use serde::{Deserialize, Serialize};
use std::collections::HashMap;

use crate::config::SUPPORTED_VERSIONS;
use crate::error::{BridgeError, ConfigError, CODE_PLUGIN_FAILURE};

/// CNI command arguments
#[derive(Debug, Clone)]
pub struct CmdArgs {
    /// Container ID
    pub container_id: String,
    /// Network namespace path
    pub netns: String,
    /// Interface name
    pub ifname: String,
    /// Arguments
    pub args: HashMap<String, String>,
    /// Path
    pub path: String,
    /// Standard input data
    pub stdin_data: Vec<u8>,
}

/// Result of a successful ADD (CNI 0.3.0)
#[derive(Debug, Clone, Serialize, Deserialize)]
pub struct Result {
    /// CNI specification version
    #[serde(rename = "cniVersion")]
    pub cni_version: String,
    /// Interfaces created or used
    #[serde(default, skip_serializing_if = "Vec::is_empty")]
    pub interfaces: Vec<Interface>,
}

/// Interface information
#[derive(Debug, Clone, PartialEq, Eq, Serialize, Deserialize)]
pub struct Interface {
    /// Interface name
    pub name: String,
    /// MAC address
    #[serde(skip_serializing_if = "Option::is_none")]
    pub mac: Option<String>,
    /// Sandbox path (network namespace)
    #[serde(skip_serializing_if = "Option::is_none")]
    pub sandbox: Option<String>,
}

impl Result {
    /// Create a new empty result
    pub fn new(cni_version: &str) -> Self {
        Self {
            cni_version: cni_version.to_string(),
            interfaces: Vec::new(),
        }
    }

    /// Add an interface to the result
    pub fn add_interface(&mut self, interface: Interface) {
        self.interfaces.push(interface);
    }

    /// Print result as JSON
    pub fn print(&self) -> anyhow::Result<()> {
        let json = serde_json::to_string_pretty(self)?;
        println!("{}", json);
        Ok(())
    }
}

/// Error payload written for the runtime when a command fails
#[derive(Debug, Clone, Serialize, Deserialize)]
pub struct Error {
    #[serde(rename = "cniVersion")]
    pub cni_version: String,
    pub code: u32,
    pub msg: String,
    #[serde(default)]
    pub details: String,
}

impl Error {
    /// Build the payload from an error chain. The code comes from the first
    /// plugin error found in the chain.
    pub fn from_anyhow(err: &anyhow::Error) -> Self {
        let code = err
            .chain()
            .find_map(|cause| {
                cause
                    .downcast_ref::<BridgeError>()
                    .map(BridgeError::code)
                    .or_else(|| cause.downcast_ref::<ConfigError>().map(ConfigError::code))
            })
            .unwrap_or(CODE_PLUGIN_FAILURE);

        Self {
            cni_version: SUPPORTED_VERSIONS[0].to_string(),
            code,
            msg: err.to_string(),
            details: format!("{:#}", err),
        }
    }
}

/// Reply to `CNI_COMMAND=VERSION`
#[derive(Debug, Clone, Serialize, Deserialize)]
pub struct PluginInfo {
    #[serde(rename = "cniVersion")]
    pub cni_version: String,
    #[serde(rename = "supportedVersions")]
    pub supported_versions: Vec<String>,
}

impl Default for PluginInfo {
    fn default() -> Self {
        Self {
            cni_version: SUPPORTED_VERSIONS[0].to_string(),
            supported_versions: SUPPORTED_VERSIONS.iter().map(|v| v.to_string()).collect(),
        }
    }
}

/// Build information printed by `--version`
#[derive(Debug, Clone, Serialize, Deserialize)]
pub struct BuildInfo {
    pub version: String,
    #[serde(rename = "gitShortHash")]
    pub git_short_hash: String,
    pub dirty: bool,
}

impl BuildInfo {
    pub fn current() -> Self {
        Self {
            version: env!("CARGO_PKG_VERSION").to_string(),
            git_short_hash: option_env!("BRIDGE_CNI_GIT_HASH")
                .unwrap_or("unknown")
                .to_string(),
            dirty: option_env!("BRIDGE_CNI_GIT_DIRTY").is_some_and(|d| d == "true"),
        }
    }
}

==

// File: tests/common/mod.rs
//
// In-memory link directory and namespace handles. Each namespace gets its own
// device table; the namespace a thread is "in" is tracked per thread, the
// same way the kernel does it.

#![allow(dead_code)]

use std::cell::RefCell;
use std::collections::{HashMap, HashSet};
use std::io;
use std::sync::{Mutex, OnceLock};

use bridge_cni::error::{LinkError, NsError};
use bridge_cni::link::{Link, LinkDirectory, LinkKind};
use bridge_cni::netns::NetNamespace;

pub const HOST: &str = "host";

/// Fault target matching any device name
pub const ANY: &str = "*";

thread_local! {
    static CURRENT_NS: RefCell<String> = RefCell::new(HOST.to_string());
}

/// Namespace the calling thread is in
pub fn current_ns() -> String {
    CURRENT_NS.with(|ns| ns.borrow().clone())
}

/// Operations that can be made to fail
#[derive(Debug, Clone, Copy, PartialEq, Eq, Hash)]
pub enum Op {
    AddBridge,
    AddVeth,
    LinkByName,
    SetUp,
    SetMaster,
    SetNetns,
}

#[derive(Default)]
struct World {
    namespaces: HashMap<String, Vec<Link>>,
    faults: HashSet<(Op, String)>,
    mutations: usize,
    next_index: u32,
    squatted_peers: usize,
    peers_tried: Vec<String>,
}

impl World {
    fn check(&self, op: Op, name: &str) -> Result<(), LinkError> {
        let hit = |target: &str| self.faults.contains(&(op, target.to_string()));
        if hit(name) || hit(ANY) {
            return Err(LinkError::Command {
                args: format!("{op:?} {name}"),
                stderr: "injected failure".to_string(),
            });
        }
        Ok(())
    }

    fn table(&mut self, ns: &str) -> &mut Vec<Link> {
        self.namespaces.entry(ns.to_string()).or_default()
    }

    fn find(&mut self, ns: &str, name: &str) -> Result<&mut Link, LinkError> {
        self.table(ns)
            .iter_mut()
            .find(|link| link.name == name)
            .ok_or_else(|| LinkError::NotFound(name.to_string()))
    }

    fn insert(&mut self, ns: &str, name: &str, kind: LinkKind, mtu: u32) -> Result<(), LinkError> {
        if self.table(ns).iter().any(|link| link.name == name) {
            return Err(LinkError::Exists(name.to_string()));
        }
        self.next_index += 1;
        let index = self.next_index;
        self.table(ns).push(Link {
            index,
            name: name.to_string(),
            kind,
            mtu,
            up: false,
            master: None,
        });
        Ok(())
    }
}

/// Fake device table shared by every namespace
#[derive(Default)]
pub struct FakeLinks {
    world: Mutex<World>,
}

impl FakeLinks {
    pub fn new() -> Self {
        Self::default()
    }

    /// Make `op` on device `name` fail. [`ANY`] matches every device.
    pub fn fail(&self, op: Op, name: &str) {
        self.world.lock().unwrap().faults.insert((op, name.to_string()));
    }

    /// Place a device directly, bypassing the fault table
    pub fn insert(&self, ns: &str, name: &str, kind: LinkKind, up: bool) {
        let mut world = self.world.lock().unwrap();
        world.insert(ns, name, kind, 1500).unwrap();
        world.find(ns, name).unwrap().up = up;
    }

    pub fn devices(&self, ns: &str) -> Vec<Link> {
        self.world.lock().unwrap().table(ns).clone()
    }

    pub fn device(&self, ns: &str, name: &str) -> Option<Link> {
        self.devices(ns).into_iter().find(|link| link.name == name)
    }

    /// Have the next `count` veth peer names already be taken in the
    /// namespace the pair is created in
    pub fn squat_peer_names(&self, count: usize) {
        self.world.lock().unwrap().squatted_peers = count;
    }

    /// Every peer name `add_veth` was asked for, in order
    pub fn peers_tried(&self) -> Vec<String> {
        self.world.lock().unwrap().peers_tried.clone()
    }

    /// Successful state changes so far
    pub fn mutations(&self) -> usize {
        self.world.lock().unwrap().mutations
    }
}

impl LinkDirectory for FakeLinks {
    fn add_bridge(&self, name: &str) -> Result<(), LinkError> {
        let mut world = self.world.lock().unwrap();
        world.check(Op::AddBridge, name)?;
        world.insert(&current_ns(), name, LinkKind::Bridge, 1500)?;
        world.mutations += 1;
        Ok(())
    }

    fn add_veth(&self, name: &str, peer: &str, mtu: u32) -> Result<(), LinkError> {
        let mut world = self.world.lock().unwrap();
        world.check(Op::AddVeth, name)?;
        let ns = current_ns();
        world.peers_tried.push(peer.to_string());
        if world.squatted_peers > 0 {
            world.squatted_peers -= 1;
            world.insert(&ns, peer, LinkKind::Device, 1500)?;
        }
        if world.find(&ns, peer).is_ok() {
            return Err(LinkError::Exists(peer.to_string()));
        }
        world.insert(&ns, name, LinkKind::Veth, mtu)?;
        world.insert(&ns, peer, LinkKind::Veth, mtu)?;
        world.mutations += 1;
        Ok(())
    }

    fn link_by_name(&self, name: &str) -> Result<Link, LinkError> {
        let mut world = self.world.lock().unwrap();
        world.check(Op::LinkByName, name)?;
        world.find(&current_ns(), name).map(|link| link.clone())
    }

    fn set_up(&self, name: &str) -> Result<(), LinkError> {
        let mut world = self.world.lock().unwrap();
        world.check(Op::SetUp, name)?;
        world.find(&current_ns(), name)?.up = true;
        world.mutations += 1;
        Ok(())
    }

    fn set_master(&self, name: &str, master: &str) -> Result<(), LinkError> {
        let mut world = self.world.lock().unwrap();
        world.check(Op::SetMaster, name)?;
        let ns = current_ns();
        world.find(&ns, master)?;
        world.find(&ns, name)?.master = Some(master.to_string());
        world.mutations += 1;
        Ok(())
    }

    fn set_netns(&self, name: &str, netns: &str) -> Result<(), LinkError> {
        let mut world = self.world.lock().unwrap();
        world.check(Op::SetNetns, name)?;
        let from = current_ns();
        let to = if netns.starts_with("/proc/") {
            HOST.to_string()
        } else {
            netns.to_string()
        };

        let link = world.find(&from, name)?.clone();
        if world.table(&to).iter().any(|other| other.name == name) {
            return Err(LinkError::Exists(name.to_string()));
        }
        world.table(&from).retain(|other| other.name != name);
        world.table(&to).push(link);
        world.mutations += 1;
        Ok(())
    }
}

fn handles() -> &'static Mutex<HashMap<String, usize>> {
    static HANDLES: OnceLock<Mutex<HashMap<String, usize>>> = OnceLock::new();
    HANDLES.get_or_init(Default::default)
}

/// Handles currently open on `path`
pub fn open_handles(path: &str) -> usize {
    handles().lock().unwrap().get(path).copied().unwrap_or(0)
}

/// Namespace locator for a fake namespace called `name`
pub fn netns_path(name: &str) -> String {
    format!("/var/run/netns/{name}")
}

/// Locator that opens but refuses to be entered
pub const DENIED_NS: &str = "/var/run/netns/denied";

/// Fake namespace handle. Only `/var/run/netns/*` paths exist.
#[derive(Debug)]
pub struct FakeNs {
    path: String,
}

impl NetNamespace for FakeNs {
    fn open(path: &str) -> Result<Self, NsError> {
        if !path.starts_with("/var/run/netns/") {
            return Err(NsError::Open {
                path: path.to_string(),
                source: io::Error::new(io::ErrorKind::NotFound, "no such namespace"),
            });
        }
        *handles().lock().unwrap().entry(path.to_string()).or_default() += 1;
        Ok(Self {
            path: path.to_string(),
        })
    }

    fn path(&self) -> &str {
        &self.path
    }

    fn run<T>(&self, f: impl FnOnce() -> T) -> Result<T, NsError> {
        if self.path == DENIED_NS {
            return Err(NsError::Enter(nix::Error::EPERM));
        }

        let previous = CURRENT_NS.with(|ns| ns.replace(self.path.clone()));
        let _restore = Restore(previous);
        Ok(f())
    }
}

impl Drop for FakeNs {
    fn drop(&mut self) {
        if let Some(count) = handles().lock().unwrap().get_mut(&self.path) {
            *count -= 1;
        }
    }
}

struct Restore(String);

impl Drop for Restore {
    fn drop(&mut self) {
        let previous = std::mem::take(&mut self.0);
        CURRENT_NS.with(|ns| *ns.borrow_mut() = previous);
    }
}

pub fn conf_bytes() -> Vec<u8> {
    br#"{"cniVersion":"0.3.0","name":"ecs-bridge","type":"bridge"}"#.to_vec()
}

--

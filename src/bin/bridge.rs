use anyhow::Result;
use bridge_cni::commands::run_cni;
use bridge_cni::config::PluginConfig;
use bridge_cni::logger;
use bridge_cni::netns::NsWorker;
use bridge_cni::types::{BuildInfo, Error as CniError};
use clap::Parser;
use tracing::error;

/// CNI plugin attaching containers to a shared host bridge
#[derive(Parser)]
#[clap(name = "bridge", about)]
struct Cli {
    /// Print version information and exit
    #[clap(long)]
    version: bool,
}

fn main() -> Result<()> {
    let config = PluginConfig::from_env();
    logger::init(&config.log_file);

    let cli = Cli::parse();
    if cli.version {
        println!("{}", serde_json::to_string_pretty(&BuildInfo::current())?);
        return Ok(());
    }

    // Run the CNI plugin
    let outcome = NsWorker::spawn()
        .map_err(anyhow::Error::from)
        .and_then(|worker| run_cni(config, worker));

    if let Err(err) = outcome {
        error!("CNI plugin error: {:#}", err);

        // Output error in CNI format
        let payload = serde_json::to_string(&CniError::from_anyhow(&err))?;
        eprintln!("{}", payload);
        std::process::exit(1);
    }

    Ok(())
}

* What the task asks
Report every line containing the word "SetNetns" from the listing above.

* Task response
    SetNetns,
        world.check(Op::SetNetns, name)?;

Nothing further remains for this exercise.